Locate every line in the records below that contains the word "RegistryMatch", and copy each one.

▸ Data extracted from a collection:

-- -- --

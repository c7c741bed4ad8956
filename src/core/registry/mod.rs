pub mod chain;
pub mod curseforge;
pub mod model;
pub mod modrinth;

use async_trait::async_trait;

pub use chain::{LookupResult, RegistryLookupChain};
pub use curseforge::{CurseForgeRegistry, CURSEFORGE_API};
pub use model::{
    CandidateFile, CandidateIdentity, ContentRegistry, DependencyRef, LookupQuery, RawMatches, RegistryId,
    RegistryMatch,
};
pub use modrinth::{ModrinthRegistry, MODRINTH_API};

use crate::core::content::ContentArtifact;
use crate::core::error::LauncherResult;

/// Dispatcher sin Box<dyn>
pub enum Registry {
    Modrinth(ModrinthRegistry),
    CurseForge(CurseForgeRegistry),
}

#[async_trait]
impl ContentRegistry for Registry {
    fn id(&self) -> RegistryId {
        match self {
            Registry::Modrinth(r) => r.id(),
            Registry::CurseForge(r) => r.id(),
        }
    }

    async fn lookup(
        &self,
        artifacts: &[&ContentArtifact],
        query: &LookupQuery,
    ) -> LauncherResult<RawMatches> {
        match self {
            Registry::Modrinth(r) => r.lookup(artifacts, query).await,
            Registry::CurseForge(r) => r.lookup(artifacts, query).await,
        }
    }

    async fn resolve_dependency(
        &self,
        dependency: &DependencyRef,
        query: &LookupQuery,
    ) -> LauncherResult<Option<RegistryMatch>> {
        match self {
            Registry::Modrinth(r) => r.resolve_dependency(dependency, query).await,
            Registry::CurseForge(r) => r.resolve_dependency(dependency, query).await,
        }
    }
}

-- -- --

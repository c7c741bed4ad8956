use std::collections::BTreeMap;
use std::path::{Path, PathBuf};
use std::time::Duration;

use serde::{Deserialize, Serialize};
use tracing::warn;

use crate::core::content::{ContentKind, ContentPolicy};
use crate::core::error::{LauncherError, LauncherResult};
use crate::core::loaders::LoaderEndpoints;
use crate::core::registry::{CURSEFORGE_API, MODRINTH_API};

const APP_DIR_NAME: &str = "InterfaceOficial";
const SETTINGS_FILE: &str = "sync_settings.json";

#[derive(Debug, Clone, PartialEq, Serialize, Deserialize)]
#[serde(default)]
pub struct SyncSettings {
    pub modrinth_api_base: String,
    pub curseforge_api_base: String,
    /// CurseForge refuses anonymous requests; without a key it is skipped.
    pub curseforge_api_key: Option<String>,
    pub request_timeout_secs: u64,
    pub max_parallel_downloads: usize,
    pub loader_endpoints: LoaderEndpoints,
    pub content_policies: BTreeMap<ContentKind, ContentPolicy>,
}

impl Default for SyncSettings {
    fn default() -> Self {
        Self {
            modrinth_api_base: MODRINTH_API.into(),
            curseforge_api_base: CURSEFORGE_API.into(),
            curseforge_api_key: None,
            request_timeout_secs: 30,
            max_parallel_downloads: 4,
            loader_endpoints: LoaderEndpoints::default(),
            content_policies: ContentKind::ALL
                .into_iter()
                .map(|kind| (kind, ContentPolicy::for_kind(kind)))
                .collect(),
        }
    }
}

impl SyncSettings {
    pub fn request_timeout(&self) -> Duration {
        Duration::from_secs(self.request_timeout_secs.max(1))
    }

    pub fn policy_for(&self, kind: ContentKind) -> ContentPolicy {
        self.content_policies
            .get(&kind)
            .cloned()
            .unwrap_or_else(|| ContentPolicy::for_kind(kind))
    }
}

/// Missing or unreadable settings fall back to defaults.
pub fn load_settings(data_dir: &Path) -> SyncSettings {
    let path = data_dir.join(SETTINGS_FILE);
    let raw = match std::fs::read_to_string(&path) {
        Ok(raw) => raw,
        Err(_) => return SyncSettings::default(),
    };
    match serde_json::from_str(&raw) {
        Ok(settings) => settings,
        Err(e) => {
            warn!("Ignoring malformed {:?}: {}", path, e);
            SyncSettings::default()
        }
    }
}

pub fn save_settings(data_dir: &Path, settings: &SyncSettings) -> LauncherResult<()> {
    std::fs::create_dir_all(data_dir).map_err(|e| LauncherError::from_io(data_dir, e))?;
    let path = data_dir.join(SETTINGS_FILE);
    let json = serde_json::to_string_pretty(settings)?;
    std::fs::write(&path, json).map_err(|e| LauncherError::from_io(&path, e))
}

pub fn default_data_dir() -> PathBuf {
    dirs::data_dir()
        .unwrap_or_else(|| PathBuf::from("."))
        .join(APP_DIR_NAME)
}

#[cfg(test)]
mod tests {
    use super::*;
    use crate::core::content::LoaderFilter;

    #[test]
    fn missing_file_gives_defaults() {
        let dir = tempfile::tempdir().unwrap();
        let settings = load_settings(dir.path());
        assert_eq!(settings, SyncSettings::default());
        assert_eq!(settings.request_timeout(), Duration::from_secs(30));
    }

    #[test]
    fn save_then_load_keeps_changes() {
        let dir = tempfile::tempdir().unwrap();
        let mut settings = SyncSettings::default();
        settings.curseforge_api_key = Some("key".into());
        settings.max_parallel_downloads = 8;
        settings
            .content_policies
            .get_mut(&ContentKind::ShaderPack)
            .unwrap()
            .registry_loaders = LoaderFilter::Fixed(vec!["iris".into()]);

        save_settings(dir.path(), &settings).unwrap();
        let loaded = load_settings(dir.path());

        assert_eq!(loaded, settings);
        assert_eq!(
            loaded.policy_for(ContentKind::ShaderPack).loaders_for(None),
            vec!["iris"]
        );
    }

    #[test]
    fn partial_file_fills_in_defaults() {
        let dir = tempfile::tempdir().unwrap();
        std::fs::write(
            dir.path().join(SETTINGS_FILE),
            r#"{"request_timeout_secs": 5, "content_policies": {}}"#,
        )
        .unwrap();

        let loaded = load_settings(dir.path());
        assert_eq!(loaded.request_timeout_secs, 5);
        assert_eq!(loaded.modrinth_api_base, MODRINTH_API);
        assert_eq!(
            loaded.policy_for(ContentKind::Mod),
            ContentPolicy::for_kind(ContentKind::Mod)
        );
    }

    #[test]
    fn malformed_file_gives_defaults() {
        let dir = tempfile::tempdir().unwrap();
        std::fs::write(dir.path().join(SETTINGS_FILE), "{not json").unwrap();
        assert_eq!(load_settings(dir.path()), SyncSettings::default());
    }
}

-- -- --

▸ SOLUTION FOR THIS EXERCISE:
    RegistryMatch,
    ) -> LauncherResult<Option<RegistryMatch>> {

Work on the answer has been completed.